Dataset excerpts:
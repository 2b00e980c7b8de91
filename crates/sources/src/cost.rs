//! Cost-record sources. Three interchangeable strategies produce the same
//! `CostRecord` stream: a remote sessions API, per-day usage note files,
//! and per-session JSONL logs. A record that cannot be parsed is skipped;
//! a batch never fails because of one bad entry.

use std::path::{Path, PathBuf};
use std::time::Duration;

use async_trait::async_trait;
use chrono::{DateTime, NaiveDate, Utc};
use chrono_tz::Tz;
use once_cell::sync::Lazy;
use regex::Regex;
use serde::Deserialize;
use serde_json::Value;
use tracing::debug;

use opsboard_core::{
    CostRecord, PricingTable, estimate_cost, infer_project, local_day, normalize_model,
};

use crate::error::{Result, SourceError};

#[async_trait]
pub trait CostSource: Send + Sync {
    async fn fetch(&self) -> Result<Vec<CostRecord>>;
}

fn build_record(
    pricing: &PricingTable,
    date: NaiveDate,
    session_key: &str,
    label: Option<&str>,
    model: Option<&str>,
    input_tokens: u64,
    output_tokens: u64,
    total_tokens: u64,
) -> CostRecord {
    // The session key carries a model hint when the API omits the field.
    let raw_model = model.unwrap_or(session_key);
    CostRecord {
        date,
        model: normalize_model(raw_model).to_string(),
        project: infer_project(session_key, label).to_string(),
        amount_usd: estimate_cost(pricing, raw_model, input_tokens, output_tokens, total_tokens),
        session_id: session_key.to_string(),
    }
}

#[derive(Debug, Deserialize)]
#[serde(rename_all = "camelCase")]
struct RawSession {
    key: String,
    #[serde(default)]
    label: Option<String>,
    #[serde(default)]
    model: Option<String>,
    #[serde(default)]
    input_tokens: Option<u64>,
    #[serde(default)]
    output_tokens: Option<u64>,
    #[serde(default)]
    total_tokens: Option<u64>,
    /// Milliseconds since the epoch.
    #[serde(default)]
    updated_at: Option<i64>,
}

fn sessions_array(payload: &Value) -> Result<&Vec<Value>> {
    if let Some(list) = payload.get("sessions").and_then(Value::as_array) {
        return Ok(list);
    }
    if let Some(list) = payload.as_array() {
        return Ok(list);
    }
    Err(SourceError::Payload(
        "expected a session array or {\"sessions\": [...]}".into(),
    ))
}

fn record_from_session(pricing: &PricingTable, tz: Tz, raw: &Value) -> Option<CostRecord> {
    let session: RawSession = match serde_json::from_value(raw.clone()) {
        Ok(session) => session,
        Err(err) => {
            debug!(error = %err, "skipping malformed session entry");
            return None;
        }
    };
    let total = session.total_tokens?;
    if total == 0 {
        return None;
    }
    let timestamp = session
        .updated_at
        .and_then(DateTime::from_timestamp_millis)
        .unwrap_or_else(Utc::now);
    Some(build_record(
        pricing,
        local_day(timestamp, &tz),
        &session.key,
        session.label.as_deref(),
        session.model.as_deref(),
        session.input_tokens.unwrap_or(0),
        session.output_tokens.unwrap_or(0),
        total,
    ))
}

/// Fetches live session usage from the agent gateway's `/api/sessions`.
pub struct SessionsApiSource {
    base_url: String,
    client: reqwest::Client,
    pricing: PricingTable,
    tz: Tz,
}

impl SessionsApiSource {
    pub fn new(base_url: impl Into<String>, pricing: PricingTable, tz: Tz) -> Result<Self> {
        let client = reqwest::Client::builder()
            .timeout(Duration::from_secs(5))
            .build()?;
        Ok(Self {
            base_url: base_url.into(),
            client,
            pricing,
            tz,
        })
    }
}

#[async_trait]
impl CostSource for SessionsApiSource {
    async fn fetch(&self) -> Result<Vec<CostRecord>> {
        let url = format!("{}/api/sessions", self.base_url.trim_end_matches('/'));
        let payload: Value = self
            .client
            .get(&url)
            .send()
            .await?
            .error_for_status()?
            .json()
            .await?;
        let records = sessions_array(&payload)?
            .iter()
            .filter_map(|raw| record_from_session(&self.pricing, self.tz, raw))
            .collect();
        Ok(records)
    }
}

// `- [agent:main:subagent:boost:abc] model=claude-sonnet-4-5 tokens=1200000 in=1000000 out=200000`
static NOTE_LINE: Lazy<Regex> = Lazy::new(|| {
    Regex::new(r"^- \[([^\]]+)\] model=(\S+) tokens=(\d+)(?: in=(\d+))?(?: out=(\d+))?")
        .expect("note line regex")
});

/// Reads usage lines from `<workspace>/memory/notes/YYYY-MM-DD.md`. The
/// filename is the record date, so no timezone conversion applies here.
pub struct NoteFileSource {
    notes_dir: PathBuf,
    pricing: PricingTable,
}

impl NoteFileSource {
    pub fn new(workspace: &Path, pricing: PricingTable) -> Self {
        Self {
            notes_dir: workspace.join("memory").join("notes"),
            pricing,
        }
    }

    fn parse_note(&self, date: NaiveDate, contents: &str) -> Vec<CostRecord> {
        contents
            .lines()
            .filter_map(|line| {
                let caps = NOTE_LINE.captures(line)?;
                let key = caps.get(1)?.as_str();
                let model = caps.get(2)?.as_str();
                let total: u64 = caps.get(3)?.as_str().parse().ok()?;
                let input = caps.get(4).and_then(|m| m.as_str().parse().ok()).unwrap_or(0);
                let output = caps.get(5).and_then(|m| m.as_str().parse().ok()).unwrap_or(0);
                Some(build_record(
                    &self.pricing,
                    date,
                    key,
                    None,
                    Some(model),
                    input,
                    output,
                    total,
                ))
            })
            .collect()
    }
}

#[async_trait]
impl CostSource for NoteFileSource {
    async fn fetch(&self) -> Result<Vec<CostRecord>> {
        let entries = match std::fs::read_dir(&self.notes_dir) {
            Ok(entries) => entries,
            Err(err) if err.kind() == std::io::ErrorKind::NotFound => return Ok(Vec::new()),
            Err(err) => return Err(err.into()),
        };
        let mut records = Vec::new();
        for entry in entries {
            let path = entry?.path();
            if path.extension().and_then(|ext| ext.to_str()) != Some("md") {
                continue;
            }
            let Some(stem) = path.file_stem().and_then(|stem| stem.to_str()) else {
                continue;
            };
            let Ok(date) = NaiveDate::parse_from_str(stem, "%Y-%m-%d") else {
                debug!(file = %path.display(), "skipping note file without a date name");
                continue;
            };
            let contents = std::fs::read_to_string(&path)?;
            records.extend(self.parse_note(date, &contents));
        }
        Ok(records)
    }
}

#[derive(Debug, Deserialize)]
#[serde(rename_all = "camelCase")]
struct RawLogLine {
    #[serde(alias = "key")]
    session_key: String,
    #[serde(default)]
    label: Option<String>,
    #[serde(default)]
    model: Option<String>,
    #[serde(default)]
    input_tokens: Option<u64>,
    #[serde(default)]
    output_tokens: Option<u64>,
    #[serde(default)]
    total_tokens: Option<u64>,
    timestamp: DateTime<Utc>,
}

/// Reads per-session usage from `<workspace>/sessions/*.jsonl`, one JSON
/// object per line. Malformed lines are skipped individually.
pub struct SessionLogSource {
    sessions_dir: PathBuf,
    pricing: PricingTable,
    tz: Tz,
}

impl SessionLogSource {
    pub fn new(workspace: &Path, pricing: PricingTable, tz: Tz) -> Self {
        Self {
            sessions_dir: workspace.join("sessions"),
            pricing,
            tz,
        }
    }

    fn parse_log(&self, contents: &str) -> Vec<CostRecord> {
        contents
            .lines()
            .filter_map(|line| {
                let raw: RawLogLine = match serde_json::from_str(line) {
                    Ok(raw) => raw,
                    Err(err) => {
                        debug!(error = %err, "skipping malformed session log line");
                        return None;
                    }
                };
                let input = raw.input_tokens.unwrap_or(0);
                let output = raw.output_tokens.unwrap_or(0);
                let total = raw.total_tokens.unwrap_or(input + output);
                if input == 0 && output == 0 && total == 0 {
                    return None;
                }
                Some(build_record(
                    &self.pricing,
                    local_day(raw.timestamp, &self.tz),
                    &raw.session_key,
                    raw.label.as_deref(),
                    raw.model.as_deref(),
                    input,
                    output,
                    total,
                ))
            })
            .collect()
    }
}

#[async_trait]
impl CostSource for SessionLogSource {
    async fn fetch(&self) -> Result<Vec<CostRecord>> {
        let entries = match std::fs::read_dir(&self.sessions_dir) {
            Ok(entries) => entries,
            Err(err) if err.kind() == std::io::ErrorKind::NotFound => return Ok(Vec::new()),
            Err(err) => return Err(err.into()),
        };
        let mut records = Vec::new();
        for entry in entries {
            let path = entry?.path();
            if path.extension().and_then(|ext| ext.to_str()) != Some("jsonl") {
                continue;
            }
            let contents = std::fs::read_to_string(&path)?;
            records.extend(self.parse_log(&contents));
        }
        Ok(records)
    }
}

## [ABOUT THIS TASK]
Look over the records above, and wherever a line contains the string "PathBuf", copy that line.

## [EXERCISE SOLUTION]
use std::path::{Path, PathBuf};
    notes_dir: PathBuf,
    sessions_dir: PathBuf,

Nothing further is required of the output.